Norditropin® (somatropin) is a daily GH produced by recombinant DNA technology administered to treat GHD [13]. It has been suggested to be beneficial in relieving GHD-related problems, which can help children reach their genetic height potential, especially if it is started early in the disease. A study recorded that most patients (78.5%) achieved a target near adult height NAH regardless of age at treatment initiation [14]. However, injection discomfort and the relative inconvenience of administering Norditropin (once-daily use) continue to be issues that limit therapy adherence in children and adults [15]. Furthermore, replacement therapy can cause cerebral hypertension, fluid retention, insulin resistance, scoliosis progression, and slipped capital femoral epiphysis [13].

As a contender to once-daily Norditropin, once-weekly Sogroya® (somapacitan, a reversible albumin-binding GH derivative) is an emerging GH replacement therapy option. Somapacitan was well tolerated in a 26-week trial in patients with adult GHD, and no safety problems were detected (adverse effects were primarily mild and temporary) [16]. It has been claimed that once-weekly somapacitan is tolerated better than once-daily Norditropin. Meanwhile, after 26 and 52 weeks of treatment, once-weekly somapacitan (0.16 mg/kg/week) gave an equivalent efficacy with comparable safety and tolerability to daily GH in children with GHD [17]. Our systematic review aimed to assess the outcomes and patient satisfaction features of somapacitan and Norditropin, both of which are described for GHD patients.

Methodology

Protocol registration

This systematic review was conducted and reported per the Preferred Reporting Items for Systematic Reviews and Meta-Analyses (PRISMA) guidelines [18] and the Cochrane Handbook for systematic review and meta-analysis [19]. The review was registered with PROSPERO with the following ID (CRD42023444457).

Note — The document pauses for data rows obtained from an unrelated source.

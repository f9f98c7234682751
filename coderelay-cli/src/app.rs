//! Wiring: config, state, provider factory and router.

use anyhow::{Context, Result};
use coderelay_core::{AppConfig, Clock, SystemClock};
use coderelay_providers::ProviderFactory;
use coderelay_router::Router;
use coderelay_store::{StateManager, default_config_path, default_state_path};
use std::path::PathBuf;
use std::sync::Arc;
use tracing::debug;

use crate::Cli;

/// Everything a command needs, built once per invocation.
pub struct App {
    pub router: Router,
    pub factory: Arc<ProviderFactory>,
    pub state: Arc<StateManager>,
    pub clock: Arc<dyn Clock>,
}

impl App {
    /// Loads config and state from the paths given on the command line, or
    /// the per-user defaults.
    pub async fn load(cli: &Cli) -> Result<Self> {
        let config_path = cli.config.clone().unwrap_or_else(default_config_path);
        let state_path = cli.state.clone().unwrap_or_else(default_state_path);
        debug!(config = %config_path.display(), state = %state_path.display(), "Loading");

        let config = load_config(config_path)?;
        let clock: Arc<dyn Clock> = Arc::new(SystemClock);
        let factory = Arc::new(ProviderFactory::with_path_lookup(Arc::new(config)));
        let state = Arc::new(StateManager::open(&state_path, clock.clone()).await);
        let router = Router::new(factory.clone(), state.clone(), clock.clone());

        Ok(Self {
            router,
            factory,
            state,
            clock,
        })
    }

    /// Returns the configuration in use.
    pub fn config(&self) -> &AppConfig {
        self.factory.config()
    }
}

fn load_config(path: PathBuf) -> Result<AppConfig> {
    AppConfig::load_from(&path)
        .with_context(|| format!("Failed to load config from {}", path.display()))
}
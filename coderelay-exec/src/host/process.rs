//! Subprocess execution for CLI tools.
//!
//! Runs an external command with captured output, an output ceiling, a
//! deadline and a cancellation token. Every exit path other than a normal
//! exit kills the child; children are also spawned with `kill_on_drop` so a
//! dropped stream never leaks a process.

use coderelay_core::{DEFAULT_MAX_OUTPUT_BYTES, FailureContext, InvokeOptions};
use futures::{Stream, StreamExt};
use std::collections::HashMap;
use std::path::PathBuf;
use std::pin::Pin;
use std::process::{ExitStatus, Stdio};
use std::time::{Duration, Instant};
use tokio::io::{AsyncReadExt, AsyncWriteExt};
use tokio::process::{Child, Command};
use tokio_util::sync::CancellationToken;
use tracing::{debug, instrument, warn};

use crate::error::ProcessError;

/// Buffer size for reading from the child's pipes.
const READ_BUFFER_SIZE: usize = 8192;

// ============================================================================
// Command Spec
// ============================================================================

/// A fully resolved command line.
#[derive(Debug, Clone, Default, PartialEq, Eq)]
pub struct CommandSpec {
    /// Program name or path.
    pub program: String,
    /// Arguments.
    pub args: Vec<String>,
    /// Extra environment variables.
    pub env: HashMap<String, String>,
    /// Data written to stdin, after which stdin is closed.
    pub stdin: Option<String>,
    /// Working directory.
    pub working_dir: Option<PathBuf>,
}

impl CommandSpec {
    /// Creates a spec for a program with no arguments.
    pub fn new(program: impl Into<String>) -> Self {
        Self {
            program: program.into(),
            ..Default::default()
        }
    }

    /// Appends one argument.
    pub fn arg(mut self, arg: impl Into<String>) -> Self {
        self.args.push(arg.into());
        self
    }

    /// Appends several arguments.
    pub fn args<I, S>(mut self, args: I) -> Self
    where
        I: IntoIterator<Item = S>,
        S: Into<String>,
    {
        self.args.extend(args.into_iter().map(Into::into));
        self
    }

    /// Sets one environment variable.
    pub fn env(mut self, key: impl Into<String>, value: impl Into<String>) -> Self {
        self.env.insert(key.into(), value.into());
        self
    }

    /// Sets the stdin payload.
    pub fn stdin(mut self, input: impl Into<String>) -> Self {
        self.stdin = Some(input.into());
        self
    }

    /// Sets the working directory.
    pub fn working_dir(mut self, dir: impl Into<PathBuf>) -> Self {
        self.working_dir = Some(dir.into());
        self
    }
}

// ============================================================================
// Run Options
// ============================================================================

/// Limits applied to one execution.
#[derive(Debug, Clone)]
pub struct RunOptions {
    /// Deadline for the whole execution.
    pub timeout: Option<Duration>,
    /// Kills the child when cancelled.
    pub cancel: CancellationToken,
    /// Ceiling on combined stdout and stderr.
    pub max_output_bytes: usize,
}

Data sources and search strategy

This study’s data sources and search strategy involved collaboration with a reference librarian and utilizing multiple databases. O.A. and M.T. thoroughly searched PubMed, Web of Science, and Scopus databases to ensure comprehensiveness. The search encompassed the entire timeframe from the databases’ inception to the present without imposing any temporal restrictions. In addition to database searches, a manual search was performed on the reference lists of retrieved journal articles, including systematic reviews. The search strategy employed a combination of Medical Subject Headings (MeSH terms) and relevant keywords related to the topic of interest. We used the following research query “((somapacitan) OR (Sogroya)) and ((Growth hormone) OR (GH) OR (Growth hormone therapy) OR (Norditropin) OR (somatropin))”

Eligibility criteria

A PICO criterion was employed to include original research articles from peer-reviewed journals. The included studies consisted of randomized controlled trials (RCTs) conducted in English, specifically examining the efficacy and safety of somapacitan compared to daily GH in patients with GH deficiency. The eligible studies encompassed pediatric and adult participants diagnosed with GHD and treated with weekly somapacitan or daily growth hormone. The selected studies were required to measure and assess the impact of treatment on various parameters, including height, height SDS (standard deviation score), height velocity SDS, IGF-1 (insulin-like growth factor 1) SDS, TSQM-9 (Treatment Satisfaction Questionnaire for Medication), adverse events and injection site reactions.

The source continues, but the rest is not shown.